Task brief
The answer consists solely of the listing's lines from the first through the line containing "use std::path::Path;", each reproduced exactly.

Records shown
use crate::output::{print_json, print_table};
use crate::session::Session;
use rethread_core::catalog::{week_meta, GUARDRAILS, PRINCIPLES};
use rethread_core::templates::{self, PhaseTemplate, TEMPLATES};
use rethread_core::types::WeekLabel;
use std::path::Path;

// ---------------------------------------------------------------------------
// guide
// ---------------------------------------------------------------------------

pub fn run(root: &Path, json: bool) -> anyhow::Result<()> {
    let session = Session::open(root)?;
    let tracker = &session.tracker;

    if json {
        let weeks: Vec<_> = WeekLabel::all()
            .iter()
            .map(|&week| {
                serde_json::json!({
                    "meta": week_meta(week),
                    "phases": tracker
                        .catalog()
                        .phases_for_week(week)
                        .iter()
                        .map(|p| p.id.as_str())
                        .collect::<Vec<_>>(),
                    "roles": tracker.assignment(week),
                })
            })
            .collect();
        let value = serde_json::json!({
            "weeks": weeks,
            "principles": PRINCIPLES,
            "guardrails": GUARDRAILS,
        });
        return print_json(&value);
    }

    for &week in WeekLabel::all() {
        let meta = week_meta(week);
        let roles = tracker.assignment(week);
        println!("{}: {}", meta.name, meta.subtitle);
        println!("  {}", meta.summary);
        println!("  Lead: {}   Challenger: {}", roles.lead, roles.challenger);
        for phase in tracker.catalog().phases_for_week(week) {
            println!("  {}. {} ({})", phase.sequence, phase.title, phase.timebox);
        }
        println!();
    }

    println!("Principles:");
    for p in &PRINCIPLES {
        println!("  {}: {}", p.title, p.description);
    }
    println!("\nGuardrails (the challenger enforces these):");
    for g in &GUARDRAILS {
        println!("  - {g}");
    }
    Ok(())
}

// ---------------------------------------------------------------------------
// templates
// ---------------------------------------------------------------------------

pub fn list_templates(phase: Option<&str>, json: bool) -> anyhow::Result<()> {
    let selected: Vec<&PhaseTemplate> = match phase {
        Some(id) => templates::for_phase(id),
        None => TEMPLATES.iter().collect(),
    };

    if json {
        return print_json(&selected);
    }
    if selected.is_empty() {
        println!("No templates for that phase.");
        return Ok(());
    }
    print_table(
        &["SLUG", "TITLE", "PHASES"],
        selected
            .iter()
            .map(|t| vec![t.slug.to_string(), t.title.to_string(), t.phases.join(", ")])
            .collect(),
    );
    for t in &selected {
        println!("\n{} ({})", t.title, t.usage);
        for field in t.fields {
            println!("  - {field}");
        }
    }
    Ok(())
}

Task answer
use crate::output::{print_json, print_table};
use crate::session::Session;
use rethread_core::catalog::{week_meta, GUARDRAILS, PRINCIPLES};
use rethread_core::templates::{self, PhaseTemplate, TEMPLATES};
use rethread_core::types::WeekLabel;
use std::path::Path;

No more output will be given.